[Records for the exercise — start]

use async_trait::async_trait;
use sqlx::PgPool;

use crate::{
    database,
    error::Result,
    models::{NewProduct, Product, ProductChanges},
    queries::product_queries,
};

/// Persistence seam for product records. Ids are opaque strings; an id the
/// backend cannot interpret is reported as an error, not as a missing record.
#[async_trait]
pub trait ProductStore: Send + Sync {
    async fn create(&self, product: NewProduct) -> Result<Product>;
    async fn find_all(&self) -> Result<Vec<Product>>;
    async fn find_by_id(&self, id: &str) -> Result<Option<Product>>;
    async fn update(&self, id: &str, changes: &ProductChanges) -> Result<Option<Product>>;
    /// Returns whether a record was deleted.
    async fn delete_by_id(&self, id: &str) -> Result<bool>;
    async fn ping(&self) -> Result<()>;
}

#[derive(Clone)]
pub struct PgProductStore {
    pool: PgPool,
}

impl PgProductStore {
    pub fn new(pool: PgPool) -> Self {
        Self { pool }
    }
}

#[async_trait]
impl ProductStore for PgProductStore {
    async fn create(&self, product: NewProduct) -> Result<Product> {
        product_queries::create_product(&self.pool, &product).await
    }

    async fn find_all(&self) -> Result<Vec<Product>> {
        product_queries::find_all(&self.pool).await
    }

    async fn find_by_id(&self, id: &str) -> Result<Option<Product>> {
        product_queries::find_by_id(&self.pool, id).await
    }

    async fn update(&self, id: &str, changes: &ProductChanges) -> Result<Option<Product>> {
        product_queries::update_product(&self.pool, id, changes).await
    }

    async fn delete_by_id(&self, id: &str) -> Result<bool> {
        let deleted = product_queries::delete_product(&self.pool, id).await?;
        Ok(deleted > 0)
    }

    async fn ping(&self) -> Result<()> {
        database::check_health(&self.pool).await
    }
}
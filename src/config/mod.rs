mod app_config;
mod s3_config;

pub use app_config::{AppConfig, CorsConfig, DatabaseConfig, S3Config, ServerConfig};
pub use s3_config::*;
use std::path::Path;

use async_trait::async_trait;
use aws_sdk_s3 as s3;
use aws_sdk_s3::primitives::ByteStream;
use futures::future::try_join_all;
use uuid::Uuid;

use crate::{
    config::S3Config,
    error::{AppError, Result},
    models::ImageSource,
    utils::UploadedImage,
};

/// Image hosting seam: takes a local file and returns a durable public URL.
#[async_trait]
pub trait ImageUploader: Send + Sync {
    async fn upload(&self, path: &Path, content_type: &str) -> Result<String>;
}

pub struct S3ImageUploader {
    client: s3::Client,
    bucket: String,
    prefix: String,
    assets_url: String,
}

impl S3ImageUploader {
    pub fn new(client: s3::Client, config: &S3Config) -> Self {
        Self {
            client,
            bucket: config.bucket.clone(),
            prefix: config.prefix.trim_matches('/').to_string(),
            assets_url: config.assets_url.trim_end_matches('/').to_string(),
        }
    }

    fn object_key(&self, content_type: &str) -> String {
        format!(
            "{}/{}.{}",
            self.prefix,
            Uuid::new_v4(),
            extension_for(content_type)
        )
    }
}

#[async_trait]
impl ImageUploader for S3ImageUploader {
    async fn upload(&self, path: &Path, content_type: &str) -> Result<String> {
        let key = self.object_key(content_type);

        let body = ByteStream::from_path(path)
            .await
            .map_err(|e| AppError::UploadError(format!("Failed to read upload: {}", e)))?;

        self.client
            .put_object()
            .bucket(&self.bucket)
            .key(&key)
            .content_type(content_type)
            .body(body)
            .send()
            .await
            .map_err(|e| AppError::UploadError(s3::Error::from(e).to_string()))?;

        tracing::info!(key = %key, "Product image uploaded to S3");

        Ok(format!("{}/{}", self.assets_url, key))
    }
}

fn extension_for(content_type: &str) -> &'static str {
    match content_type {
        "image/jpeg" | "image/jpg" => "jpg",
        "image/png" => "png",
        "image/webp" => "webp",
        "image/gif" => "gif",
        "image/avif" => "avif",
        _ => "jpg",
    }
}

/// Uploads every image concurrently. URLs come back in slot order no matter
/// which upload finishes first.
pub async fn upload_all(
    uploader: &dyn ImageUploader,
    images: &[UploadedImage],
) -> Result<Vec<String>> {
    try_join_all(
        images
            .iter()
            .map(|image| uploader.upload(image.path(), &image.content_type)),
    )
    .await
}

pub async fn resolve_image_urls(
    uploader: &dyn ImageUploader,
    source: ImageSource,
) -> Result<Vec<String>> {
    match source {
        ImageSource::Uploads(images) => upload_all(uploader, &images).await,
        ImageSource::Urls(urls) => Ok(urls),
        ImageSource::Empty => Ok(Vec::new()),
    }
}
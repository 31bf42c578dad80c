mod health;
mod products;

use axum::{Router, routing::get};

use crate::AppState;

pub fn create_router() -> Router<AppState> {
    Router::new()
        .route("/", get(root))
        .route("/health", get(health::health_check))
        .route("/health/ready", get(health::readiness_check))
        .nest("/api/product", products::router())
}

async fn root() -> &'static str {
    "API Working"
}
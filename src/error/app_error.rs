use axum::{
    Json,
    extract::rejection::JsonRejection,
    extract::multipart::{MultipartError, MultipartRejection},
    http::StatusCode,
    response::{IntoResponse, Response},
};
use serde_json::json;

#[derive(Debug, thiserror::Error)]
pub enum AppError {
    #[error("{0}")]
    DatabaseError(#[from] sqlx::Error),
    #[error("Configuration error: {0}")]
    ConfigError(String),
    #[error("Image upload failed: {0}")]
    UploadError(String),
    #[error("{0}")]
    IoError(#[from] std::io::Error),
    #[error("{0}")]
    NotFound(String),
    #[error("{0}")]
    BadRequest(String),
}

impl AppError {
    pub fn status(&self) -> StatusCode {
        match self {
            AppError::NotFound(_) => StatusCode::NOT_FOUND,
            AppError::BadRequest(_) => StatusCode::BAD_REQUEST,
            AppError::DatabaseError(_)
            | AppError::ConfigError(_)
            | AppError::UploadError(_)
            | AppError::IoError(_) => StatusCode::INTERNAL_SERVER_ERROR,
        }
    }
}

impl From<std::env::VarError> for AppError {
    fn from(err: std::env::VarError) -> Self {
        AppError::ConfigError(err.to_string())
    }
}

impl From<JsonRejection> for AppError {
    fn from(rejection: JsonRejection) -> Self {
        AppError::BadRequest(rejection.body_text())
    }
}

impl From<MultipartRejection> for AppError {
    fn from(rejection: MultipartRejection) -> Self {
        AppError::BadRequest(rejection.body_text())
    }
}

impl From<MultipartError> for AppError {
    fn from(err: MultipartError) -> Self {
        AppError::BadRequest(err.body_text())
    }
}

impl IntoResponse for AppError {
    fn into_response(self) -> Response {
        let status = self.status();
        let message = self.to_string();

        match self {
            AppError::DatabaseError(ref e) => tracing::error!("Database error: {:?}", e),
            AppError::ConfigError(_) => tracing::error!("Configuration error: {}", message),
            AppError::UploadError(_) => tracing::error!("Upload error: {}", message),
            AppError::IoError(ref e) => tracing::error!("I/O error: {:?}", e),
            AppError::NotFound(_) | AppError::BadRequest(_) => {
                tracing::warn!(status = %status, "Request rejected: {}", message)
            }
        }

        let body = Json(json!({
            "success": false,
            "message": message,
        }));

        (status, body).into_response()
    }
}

[Records for the exercise — finish]
[Records for the exercise — start]

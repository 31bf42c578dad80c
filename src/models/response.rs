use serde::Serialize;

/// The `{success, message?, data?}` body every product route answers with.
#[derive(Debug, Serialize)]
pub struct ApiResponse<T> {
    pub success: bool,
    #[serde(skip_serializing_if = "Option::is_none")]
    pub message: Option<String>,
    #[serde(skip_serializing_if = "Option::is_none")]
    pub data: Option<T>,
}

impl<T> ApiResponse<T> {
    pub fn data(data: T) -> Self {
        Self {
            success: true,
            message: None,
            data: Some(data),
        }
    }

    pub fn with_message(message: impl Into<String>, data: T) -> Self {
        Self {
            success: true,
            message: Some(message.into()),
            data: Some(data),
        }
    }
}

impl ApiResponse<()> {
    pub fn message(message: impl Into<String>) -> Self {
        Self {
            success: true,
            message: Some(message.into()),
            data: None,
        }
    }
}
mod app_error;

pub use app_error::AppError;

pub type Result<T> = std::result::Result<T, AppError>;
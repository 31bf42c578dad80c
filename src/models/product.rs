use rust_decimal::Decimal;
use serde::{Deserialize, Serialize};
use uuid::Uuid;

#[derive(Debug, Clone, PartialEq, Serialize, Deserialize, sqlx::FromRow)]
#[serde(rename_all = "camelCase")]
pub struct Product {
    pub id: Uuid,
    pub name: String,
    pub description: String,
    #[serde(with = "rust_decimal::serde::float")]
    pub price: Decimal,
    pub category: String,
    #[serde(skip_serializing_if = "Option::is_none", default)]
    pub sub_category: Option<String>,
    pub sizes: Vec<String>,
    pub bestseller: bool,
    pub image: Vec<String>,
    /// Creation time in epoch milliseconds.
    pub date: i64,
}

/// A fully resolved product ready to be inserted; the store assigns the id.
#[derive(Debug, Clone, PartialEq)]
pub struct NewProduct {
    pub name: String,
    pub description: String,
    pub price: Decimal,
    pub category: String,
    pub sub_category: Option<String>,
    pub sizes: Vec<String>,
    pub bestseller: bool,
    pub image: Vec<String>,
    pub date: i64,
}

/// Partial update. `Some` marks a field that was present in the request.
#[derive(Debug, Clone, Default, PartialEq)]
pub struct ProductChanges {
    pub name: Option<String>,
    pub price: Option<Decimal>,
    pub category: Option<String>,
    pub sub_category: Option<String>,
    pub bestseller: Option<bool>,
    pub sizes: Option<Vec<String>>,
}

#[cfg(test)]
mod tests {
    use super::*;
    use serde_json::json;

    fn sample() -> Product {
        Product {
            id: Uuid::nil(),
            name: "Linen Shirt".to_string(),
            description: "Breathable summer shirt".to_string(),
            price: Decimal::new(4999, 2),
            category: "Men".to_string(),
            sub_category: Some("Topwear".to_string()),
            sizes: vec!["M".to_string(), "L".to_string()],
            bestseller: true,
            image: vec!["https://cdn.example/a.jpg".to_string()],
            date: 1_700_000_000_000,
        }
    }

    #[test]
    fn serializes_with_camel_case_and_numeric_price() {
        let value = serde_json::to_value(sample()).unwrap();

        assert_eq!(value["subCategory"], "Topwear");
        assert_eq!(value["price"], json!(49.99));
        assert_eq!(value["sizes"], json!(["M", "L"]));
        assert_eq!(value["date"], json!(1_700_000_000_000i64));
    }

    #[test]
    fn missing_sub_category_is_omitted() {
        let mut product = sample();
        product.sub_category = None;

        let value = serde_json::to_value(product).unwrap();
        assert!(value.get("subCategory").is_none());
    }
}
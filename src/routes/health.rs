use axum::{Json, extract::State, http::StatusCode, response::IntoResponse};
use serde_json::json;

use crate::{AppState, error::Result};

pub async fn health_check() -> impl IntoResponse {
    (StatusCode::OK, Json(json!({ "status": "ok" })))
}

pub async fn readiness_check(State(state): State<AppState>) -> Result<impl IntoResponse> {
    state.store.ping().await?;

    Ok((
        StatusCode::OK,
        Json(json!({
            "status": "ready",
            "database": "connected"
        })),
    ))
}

[Records for the exercise — finish]

**Exercise directions:** Locate the word "Uploads" in the data above. Copy every line carrying it.

**Task response:**
/// Uploads every image concurrently. URLs come back in slot order no matter
        ImageSource::Uploads(images) => upload_all(uploader, &images).await,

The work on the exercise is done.